== How to complete this task ==
Collect every line in the records below that contains the word "static".

== Provided records ==

────────────────

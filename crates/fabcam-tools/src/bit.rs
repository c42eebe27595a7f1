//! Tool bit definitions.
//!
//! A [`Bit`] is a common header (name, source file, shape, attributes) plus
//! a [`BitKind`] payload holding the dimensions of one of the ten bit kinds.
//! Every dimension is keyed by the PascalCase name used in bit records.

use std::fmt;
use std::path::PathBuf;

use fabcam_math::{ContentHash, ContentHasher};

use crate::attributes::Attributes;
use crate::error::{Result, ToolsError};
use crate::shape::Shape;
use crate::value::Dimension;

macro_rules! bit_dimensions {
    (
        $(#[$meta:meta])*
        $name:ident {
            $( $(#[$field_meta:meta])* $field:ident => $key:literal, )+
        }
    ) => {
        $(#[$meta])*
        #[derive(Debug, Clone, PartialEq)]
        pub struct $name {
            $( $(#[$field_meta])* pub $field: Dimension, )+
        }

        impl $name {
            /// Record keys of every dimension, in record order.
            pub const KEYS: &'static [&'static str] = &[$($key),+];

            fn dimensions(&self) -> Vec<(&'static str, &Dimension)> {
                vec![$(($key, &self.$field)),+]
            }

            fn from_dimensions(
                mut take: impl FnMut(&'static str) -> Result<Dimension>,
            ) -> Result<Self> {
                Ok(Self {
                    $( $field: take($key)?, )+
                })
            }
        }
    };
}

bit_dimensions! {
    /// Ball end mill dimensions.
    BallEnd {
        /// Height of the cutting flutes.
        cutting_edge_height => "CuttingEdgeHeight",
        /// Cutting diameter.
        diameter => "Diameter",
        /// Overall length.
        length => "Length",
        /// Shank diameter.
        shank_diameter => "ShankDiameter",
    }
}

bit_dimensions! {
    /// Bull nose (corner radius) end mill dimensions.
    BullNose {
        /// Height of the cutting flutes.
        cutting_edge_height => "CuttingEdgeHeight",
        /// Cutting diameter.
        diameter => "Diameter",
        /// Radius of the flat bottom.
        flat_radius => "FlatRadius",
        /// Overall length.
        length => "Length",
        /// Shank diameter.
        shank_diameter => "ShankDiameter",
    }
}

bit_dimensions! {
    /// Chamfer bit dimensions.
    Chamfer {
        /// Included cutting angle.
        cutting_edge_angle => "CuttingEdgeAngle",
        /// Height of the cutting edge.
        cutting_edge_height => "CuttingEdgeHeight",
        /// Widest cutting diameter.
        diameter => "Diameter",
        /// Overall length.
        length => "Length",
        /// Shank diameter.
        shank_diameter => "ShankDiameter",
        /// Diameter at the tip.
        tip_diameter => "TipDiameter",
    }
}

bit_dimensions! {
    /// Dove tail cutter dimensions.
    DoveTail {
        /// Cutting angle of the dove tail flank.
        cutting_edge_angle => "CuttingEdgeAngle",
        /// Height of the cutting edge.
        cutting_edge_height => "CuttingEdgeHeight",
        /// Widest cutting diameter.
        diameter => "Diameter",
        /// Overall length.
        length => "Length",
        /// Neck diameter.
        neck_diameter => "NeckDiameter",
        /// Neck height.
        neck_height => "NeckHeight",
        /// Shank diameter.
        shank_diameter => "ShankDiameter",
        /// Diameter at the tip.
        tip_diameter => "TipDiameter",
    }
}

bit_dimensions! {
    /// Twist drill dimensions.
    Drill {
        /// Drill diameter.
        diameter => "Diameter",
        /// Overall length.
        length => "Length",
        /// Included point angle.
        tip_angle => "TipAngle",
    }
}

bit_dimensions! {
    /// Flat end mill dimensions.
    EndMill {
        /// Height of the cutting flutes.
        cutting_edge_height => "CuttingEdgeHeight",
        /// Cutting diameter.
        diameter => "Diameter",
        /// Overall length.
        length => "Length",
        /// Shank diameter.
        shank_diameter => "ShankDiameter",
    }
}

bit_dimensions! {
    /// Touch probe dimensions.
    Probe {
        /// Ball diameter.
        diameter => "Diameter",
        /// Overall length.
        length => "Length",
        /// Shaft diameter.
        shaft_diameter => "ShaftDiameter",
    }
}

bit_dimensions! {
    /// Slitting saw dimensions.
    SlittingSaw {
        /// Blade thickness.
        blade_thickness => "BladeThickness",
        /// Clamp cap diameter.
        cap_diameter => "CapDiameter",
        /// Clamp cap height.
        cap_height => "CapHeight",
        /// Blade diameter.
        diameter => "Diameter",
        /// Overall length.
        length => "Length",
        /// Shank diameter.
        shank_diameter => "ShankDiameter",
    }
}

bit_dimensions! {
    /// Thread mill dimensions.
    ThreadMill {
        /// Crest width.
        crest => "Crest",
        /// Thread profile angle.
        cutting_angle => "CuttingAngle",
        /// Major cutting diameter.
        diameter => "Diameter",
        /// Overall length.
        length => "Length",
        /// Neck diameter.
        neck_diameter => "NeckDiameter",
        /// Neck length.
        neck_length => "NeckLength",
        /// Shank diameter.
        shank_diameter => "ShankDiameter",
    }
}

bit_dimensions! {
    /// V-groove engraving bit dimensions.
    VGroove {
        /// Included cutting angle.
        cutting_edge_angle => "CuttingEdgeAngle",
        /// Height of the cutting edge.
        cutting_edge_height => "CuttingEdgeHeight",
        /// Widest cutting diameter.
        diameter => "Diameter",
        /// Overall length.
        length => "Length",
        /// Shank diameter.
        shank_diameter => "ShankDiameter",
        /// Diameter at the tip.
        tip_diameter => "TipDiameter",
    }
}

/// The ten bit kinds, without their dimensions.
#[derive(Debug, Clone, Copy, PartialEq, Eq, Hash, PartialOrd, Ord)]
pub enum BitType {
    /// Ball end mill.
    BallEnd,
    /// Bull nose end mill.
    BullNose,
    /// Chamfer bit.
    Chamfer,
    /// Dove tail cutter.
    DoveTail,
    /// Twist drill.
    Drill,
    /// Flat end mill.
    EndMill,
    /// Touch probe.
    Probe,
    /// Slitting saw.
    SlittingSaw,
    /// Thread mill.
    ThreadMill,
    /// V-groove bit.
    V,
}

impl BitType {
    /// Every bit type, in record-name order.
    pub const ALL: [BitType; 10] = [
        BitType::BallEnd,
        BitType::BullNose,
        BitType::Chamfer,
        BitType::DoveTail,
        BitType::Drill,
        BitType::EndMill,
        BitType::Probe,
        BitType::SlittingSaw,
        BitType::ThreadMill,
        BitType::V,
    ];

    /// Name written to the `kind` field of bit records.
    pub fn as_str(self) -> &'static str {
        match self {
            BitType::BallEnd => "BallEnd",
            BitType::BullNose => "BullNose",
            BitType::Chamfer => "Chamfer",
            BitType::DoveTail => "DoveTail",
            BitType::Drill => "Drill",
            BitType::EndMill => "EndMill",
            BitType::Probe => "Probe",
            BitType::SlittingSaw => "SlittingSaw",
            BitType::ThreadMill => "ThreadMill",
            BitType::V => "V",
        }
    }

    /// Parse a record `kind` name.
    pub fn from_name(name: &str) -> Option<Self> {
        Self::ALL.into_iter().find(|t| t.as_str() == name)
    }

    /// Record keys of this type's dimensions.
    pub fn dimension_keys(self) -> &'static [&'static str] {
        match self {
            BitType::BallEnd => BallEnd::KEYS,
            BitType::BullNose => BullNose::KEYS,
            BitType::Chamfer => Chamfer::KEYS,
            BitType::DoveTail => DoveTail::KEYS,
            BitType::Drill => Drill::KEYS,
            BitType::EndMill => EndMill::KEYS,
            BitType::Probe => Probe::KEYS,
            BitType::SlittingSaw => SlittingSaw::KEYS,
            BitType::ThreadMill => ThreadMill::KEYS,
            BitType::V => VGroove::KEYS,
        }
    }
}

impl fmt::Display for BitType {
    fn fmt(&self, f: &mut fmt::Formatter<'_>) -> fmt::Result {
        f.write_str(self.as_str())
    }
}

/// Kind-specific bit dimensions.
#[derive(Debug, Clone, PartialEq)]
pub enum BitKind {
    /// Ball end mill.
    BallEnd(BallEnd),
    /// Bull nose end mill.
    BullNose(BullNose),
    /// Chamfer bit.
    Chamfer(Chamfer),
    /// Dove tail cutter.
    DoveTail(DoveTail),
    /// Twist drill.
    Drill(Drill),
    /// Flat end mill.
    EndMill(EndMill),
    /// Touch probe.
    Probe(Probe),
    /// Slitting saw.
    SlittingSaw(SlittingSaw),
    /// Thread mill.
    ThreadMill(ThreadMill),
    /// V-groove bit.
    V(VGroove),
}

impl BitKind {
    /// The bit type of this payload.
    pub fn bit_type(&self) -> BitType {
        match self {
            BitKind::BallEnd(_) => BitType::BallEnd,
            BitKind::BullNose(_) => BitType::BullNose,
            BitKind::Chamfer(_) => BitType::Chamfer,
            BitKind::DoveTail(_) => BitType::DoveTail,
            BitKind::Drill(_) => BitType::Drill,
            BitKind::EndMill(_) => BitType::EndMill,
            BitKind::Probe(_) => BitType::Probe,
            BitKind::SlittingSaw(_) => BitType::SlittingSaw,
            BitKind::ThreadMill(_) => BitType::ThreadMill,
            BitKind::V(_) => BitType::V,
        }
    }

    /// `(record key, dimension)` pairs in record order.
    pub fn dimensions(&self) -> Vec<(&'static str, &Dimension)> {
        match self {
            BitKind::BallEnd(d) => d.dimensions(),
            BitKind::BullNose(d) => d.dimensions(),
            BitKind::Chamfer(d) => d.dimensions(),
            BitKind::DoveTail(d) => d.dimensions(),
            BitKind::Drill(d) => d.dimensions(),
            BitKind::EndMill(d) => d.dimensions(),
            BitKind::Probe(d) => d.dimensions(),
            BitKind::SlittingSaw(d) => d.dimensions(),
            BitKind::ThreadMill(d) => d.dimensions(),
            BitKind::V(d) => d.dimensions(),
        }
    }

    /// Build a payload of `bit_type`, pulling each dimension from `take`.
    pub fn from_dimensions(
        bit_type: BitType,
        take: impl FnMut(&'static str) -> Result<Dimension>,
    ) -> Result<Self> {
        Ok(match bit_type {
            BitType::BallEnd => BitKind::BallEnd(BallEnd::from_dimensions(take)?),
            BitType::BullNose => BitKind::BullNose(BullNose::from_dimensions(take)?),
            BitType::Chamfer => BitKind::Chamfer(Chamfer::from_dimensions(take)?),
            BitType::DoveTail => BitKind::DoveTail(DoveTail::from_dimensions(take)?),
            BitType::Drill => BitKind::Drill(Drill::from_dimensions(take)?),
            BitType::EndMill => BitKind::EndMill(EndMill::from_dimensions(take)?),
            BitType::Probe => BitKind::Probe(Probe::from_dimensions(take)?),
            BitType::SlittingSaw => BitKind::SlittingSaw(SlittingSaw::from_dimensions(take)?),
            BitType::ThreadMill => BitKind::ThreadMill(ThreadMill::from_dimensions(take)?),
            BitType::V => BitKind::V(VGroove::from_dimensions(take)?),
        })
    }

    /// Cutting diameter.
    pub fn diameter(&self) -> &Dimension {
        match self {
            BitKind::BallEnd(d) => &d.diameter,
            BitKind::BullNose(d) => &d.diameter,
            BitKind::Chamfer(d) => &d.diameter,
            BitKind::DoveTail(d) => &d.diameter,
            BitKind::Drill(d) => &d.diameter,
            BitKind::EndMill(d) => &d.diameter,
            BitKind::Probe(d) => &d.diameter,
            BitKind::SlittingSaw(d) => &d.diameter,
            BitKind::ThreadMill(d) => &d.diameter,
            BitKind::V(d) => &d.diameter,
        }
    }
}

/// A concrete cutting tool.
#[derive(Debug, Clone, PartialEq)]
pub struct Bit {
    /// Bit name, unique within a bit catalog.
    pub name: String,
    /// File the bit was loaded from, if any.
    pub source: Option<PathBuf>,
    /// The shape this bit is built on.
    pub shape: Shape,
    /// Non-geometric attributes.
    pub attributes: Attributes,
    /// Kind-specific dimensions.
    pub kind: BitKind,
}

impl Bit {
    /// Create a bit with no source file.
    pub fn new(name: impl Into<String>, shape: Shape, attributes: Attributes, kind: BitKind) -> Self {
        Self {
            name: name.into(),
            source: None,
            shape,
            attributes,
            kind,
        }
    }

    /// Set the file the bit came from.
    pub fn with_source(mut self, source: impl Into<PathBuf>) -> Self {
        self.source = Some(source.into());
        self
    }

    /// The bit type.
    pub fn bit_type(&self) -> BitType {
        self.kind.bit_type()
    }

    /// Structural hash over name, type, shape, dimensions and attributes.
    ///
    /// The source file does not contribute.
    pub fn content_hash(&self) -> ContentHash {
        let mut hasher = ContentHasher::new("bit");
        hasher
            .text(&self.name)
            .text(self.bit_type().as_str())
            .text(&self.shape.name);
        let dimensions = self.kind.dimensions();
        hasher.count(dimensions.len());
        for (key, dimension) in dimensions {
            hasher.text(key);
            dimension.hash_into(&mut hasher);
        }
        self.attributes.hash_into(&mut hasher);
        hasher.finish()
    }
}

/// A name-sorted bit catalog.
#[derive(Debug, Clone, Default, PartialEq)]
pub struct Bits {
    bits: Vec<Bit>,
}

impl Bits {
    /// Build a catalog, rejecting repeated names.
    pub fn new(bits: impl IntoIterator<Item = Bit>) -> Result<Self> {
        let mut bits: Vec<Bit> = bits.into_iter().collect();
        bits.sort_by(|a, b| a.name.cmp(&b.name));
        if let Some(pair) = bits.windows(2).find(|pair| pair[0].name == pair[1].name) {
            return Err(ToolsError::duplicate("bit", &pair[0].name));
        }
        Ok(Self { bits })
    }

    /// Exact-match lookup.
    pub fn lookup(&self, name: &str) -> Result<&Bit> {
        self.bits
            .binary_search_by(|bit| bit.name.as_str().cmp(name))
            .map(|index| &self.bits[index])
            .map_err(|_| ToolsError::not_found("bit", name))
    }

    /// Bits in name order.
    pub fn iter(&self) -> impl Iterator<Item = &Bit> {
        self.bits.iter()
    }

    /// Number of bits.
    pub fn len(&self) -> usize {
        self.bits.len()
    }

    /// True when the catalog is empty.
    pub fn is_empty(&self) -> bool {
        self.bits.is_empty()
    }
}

────────────────

== Response ==
            pub const KEYS: &'static [&'static str] = &[$($key),+];
            fn dimensions(&self) -> Vec<(&'static str, &Dimension)> {
                mut take: impl FnMut(&'static str) -> Result<Dimension>,
    pub fn as_str(self) -> &'static str {
    pub fn dimension_keys(self) -> &'static [&'static str] {
    pub fn dimensions(&self) -> Vec<(&'static str, &Dimension)> {
        take: impl FnMut(&'static str) -> Result<Dimension>,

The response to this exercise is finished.